SOURCE RECORDS START
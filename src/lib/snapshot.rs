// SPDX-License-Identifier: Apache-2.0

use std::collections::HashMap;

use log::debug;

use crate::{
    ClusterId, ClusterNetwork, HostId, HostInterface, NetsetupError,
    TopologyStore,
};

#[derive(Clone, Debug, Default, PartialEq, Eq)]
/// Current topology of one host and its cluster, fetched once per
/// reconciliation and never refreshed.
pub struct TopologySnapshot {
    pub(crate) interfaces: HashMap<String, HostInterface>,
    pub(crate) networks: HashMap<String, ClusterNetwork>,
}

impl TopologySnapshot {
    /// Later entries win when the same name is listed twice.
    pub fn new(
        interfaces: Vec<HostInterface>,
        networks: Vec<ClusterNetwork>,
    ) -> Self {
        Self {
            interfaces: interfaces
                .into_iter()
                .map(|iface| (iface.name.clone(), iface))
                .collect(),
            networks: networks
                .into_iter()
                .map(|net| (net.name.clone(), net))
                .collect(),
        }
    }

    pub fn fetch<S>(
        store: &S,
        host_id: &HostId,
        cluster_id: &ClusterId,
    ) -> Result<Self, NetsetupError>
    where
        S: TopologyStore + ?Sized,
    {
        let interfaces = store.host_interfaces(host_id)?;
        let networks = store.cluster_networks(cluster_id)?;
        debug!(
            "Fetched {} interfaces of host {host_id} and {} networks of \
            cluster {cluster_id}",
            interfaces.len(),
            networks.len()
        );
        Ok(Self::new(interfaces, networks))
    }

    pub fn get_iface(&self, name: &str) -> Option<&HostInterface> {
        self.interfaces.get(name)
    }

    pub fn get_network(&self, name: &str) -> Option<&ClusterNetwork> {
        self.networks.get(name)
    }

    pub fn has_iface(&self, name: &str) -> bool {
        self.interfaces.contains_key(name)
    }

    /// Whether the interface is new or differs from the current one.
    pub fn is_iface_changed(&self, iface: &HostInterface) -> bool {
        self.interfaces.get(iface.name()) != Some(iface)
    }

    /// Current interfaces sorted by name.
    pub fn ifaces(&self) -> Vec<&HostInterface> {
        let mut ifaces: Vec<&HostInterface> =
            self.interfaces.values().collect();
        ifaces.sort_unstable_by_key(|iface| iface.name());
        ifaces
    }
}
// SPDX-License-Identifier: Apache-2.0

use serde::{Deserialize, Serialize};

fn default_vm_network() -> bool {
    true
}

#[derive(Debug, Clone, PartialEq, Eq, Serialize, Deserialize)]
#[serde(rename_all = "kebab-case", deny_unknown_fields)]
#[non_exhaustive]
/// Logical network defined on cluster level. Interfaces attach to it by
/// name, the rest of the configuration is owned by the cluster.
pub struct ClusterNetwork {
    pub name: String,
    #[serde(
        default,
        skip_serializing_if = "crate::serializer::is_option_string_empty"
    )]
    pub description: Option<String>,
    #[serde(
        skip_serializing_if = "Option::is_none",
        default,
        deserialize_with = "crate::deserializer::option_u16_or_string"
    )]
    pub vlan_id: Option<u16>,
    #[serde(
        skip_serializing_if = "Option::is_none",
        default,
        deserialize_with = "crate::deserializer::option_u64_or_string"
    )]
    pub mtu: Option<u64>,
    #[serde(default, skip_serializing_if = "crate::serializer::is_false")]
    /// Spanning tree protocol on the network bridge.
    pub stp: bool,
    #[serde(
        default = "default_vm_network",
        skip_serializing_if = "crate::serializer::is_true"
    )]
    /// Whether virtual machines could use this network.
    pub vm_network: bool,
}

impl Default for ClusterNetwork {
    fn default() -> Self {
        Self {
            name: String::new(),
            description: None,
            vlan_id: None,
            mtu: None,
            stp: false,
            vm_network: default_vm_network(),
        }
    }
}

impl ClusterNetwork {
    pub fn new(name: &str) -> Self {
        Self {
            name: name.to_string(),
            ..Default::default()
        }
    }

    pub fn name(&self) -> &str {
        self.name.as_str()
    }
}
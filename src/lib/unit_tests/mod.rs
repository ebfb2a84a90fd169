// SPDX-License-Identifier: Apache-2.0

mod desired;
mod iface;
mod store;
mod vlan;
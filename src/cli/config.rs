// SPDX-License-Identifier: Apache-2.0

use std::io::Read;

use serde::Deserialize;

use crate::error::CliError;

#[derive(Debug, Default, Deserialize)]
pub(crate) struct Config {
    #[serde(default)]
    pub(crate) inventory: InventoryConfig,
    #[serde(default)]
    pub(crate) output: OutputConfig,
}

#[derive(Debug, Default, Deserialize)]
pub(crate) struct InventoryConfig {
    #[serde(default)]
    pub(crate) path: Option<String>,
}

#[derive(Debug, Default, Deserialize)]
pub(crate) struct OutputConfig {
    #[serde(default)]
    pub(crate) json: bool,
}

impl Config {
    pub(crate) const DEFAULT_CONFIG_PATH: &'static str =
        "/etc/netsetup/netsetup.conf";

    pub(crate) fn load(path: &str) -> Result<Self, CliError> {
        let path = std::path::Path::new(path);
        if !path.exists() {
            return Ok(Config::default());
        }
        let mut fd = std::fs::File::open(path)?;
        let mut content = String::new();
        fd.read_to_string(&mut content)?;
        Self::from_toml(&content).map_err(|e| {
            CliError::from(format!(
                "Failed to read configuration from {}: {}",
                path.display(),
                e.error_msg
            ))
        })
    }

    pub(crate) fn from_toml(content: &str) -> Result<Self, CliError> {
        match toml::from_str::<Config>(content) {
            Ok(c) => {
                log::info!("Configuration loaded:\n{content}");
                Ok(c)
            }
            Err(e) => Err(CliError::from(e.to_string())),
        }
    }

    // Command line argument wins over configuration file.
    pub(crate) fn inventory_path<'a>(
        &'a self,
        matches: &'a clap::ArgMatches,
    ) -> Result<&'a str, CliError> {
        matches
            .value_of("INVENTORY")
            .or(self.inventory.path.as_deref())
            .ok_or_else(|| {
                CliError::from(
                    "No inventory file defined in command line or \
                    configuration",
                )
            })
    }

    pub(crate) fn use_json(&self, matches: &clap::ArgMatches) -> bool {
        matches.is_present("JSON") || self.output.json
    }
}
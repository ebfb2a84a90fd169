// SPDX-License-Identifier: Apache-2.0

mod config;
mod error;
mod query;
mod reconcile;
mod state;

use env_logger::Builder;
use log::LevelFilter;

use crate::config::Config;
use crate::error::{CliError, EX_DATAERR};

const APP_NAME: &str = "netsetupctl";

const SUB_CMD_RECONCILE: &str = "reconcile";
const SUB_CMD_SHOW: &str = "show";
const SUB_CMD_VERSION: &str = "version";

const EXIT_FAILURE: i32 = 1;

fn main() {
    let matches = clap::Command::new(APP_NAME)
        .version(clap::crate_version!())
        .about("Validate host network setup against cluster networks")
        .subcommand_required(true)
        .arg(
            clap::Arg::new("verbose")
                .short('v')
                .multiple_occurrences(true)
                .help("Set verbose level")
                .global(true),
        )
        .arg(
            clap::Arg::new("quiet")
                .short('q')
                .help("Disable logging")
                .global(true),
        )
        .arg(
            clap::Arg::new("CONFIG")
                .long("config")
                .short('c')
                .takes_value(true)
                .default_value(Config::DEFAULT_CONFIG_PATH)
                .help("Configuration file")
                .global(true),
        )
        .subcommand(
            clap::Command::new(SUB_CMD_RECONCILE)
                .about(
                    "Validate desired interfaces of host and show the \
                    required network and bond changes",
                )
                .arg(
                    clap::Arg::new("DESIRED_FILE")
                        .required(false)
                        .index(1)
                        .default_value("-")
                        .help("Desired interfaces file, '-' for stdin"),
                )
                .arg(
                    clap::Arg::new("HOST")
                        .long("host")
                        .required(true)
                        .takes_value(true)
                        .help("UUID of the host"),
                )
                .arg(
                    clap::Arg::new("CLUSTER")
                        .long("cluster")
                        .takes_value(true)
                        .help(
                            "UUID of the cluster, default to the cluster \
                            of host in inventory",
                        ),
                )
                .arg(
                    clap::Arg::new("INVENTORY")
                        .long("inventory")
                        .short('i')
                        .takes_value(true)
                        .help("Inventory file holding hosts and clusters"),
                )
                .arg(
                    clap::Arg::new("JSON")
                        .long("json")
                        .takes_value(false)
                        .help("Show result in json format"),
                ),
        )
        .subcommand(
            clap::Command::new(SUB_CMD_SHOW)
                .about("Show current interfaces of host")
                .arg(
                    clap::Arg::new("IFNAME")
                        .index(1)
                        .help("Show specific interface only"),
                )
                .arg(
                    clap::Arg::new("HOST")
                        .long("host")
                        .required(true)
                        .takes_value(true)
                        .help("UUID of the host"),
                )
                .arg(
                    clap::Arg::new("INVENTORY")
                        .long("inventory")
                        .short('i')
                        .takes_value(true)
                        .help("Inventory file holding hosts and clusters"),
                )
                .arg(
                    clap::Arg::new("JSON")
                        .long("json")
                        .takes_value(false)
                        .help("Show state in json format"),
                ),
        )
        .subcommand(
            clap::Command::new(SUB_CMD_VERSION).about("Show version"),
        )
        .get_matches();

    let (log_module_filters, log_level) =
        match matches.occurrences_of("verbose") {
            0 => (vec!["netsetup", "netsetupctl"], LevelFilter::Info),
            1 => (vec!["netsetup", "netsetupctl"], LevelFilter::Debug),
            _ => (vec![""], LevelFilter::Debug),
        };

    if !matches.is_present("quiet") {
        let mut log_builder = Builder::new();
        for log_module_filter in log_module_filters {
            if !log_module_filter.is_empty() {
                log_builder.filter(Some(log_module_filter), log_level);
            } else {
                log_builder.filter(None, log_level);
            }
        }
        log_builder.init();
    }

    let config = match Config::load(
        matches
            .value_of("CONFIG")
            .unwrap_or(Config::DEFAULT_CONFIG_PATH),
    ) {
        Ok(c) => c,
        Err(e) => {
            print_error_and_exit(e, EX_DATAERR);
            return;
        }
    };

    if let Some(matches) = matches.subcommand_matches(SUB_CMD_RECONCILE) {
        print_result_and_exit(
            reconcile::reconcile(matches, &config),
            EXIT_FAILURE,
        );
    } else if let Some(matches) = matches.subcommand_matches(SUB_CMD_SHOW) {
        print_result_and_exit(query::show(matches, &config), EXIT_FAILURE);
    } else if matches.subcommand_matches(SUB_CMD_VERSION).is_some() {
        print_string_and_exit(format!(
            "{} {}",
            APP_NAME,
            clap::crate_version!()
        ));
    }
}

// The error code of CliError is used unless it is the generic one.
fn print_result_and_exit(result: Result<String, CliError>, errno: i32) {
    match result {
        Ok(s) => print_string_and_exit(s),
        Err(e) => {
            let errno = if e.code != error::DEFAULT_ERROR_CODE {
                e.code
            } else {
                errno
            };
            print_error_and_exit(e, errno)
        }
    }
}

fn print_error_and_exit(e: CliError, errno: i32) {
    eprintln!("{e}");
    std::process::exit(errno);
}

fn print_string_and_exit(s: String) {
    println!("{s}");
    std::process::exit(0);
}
SOURCE RECORDS END
SOURCE RECORDS START
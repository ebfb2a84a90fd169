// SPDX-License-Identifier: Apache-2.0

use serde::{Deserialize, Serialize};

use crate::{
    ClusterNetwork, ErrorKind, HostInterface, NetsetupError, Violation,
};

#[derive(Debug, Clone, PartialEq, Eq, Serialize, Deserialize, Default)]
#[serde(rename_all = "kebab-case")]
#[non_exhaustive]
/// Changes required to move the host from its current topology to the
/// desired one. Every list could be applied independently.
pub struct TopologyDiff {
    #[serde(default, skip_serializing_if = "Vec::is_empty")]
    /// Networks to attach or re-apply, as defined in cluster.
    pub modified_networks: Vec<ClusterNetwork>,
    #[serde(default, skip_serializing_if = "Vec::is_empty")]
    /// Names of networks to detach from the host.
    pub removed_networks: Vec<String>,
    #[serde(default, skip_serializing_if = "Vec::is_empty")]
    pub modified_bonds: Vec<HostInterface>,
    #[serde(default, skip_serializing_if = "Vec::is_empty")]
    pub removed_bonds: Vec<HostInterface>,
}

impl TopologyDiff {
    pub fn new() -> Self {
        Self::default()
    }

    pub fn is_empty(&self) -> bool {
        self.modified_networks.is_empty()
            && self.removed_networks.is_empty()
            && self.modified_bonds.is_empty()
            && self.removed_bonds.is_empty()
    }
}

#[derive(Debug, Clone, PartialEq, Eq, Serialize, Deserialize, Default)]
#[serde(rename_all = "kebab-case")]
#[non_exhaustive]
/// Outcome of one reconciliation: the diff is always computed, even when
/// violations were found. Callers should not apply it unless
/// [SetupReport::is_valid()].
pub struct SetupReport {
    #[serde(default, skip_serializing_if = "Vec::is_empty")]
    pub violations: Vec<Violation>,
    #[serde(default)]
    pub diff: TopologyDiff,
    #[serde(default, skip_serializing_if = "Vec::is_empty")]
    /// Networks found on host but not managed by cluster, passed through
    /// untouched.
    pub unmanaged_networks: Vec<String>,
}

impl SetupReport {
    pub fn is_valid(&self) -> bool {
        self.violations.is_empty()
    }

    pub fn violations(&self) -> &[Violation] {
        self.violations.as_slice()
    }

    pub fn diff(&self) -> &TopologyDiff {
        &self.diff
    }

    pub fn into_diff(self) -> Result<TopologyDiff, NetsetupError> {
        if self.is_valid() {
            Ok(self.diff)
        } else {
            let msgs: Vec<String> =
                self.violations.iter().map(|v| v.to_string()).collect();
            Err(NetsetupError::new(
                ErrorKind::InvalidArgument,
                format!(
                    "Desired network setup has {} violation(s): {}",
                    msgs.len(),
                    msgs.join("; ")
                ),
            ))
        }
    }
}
SOURCE RECORDS END
SOURCE RECORDS START
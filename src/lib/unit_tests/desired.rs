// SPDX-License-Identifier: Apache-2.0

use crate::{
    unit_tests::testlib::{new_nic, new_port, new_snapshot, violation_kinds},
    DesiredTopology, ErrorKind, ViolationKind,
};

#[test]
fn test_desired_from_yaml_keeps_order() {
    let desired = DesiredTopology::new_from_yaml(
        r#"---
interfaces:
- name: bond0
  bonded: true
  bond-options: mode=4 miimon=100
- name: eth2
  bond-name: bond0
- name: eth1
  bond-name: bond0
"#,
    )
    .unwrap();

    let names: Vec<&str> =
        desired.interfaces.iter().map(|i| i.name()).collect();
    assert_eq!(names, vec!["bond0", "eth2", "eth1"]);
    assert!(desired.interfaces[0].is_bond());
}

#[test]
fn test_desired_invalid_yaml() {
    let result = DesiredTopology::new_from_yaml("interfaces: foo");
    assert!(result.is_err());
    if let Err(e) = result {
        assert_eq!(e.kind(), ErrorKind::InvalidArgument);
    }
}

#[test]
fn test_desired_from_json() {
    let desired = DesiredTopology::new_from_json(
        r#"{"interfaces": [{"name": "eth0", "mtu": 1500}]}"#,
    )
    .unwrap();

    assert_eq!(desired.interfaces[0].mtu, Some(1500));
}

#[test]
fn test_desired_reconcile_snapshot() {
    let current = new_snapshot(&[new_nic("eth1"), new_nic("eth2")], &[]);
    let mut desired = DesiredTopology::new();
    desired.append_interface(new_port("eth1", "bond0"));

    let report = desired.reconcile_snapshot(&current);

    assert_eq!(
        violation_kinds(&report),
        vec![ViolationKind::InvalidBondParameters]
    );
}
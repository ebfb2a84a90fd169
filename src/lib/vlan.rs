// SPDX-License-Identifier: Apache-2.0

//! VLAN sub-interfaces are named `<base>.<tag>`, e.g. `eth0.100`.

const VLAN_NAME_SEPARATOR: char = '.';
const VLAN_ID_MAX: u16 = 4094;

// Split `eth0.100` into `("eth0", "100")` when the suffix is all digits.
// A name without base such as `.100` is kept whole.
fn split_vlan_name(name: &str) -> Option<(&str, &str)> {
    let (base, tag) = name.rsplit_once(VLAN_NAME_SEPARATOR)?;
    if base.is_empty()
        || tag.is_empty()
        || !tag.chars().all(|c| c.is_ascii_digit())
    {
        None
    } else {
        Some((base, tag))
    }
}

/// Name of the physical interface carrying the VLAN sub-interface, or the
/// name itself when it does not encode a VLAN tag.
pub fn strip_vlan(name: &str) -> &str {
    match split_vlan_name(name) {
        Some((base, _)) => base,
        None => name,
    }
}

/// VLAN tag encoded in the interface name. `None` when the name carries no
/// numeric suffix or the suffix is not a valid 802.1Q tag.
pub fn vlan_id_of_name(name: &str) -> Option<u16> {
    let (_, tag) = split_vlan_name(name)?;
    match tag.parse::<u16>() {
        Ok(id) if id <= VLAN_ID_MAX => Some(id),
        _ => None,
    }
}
SOURCE RECORDS END
ACTIVITY:
Looking at the data above, say how many lines include the string "short" and add nothing.

YOUR RESPONSE:
5